Guillain-Barré syndrome (GBS) is a devastating autoimmune disease of the peripheral nervous system (PNS) with limited treatment options. Several studies have shown attenuation of the well-characterized GBS preclinical experimental autoimmune neuritis (EAN) model with systemically administered therapeutic compounds via anti-inflammatory or immunomodulatory mechanisms. Despite this, clinical advancement of these findings is limited by dosing that is not translatable to humans or is associated with off-target and toxic effects. This is due, in part, to the blood-nerve barrier (BNB), which restricts access of the circulation to peripheral nerves. However, during acute neuroinflammation, the normally restrictive BNB exhibits increased vascular permeability and enables immune cell infiltration. This may offer a unique window to access the otherwise restricted peripheral nerve microenvironment for therapeutic delivery. Here, we assessed the degree to which BNB permeability and immune cell infiltration over the course of EAN enables accumulation of circulating nanoparticles.
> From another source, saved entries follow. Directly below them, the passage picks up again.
//! Lute ニューラルネットワークモジュール
//!
//! ニューラルネットワークモデルのパラメータ管理を提供します。
//!
//! # 概要
//!
//! - **Module**: 名前付きの子モジュールとパラメータを持つツリーのノード
//! - **Parameter**: 対応する値の勾配追跡を有効にする名前付きの値
//! - **走査**: モード伝播とパラメータ列挙が共有する深さ優先の走査
//!
//! # Example
//!
//! ```
//! use lute_nn::prelude::*;
//!
//! let mut child: Module = Module::new();
//! child.add_parameter("w", 1.0).unwrap();
//!
//! let mut root: Module = Module::new();
//! root.set_child("child", child).unwrap();
//!
//! root.eval();
//! assert!(!root.child("child").unwrap().is_training());
//!
//! let named = root.named_parameters();
//! assert_eq!(named[0].0, "child.w");
//! ```

pub mod error;
pub mod layers;
pub mod module;
pub mod parameter;
mod repr;
pub mod traverse;

pub mod prelude {
    //! よく使う型
    pub use crate::error::ModuleError;
    pub use crate::layers::*;
    pub use crate::module::*;
    pub use crate::parameter::*;
}

pub use error::{ModuleError, Result};
pub use layers::*;
pub use module::{Entry, Forward, Module, ModuleConfig, SEPARATOR, Slot};
pub use parameter::{Parameter, ParameterValue, Trainable};
pub use traverse::NodeMut;
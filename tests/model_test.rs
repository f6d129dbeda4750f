//! End-to-end tests over the `lute` facade: layers in a tree, modes and
//! operators applied to the outputs.

use lute::prelude::*;
use rstest::rstest;

fn init_logger() {
    let _ = env_logger::builder().is_test(true).try_init();
}

/// Model -> (encoder -> (fc1, fc2), head)
fn model(init_range: f64) -> Module {
    let mut encoder = Module::labelled("Encoder");
    encoder
        .set_child("fc1", Linear::new(2, 3).init_range(init_range).build().unwrap().into_module())
        .unwrap();
    encoder
        .set_child("fc2", Linear::new(3, 3).init_range(init_range).build().unwrap().into_module())
        .unwrap();

    let mut model = Module::labelled("Model");
    model.set_child("encoder", encoder).unwrap();
    model
        .set_child(
            "head",
            Linear::new(3, 1)
                .bias(false)
                .init_range(init_range)
                .build()
                .unwrap()
                .into_module(),
        )
        .unwrap();
    model
}

#[test]
fn test_layer_parameters_are_qualified_by_path() {
    init_logger();
    let m = model(0.5);
    let named = m.named_parameters();

    // (2*3 + 3) + (3*3 + 3) + 3*1
    assert_eq!(named.len(), 24);
    assert_eq!(m.num_parameters(), 24);
    assert_eq!(named[0].0, "encoder.fc1.weight_0_0");
    assert_eq!(named.last().unwrap().0, "head.weight_2_0");
    assert!(named.iter().all(|(_, p)| (-0.5..0.5).contains(p.value())));
}

#[test]
fn test_eval_reaches_every_layer() {
    init_logger();
    let mut m = model(0.0);
    m.eval();

    let mut visited = 0;
    m.walk(|_, node| {
        assert!(!node.is_training());
        visited += 1;
    });
    assert_eq!(visited, 5);

    m.get_submodule_mut("encoder").unwrap().train();
    assert!(!m.is_training());
    assert!(m.get_submodule("encoder.fc2").unwrap().is_training());
    assert!(!m.get_submodule("head").unwrap().is_training());
}

#[test]
fn test_repr_lists_the_tree() {
    let m = model(0.0);
    let text = m.to_string();
    assert!(text.starts_with("Model(\n"));
    assert!(text.contains("(encoder): Encoder(\n"));
    assert!(text.contains("    (fc1): Linear()"));
    assert!(text.ends_with(')'));
}

#[rstest]
#[case(&[1.0, 1.0], 0.5)]
#[case(&[-1.0, 2.0], 0.5)]
fn test_zero_initialized_pipeline_outputs_sigmoid_of_zero(
    #[case] x: &[f64],
    #[case] expected: f64,
) {
    let m = model(0.0);
    let mut h = x.to_vec();
    for path in ["encoder.fc1", "encoder.fc2", "head"] {
        h = linear(m.get_submodule(path).unwrap(), &h).unwrap();
        h = map(relu)(&h);
    }
    assert_eq!(map(sigmoid)(&h), vec![expected]);
}

#[test]
fn test_updated_parameters_drive_the_output() {
    let mut m = model(0.0);
    for p in m.parameters_mut() {
        p.update(1.0);
    }
    // fc1: 1+1+1 = 3 per unit, fc2: 3*3+1 = 10 per unit, head: 3*10 = 30
    let h = linear(m.get_submodule("encoder.fc1").unwrap(), &[1.0, 1.0]).unwrap();
    let h = linear(m.get_submodule("encoder.fc2").unwrap(), &h).unwrap();
    let y = linear(m.get_submodule("head").unwrap(), &h).unwrap();
    assert_eq!(y, vec![30.0]);
    assert_eq!(sum(&h), 30.0);
}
We found that at disease stages defined by distinct clinical scores and pathology (onset, effector phase, and peak of EAN severity), intravenously administered small molecules and nanoparticles ranging from 50 to 150 nm can permeate into the endoneurium from the endoneurial vasculature in a size- and stage-dependent manner. This permeation occurs uniformly in both sciatic nerves and in proximal and distal regions of the nerves. We propose that this nerve targeting enabled by pathology serves as a platform by which potential therapies for GBS can be reevaluated and investigated preclinically in nanoparticle delivery systems.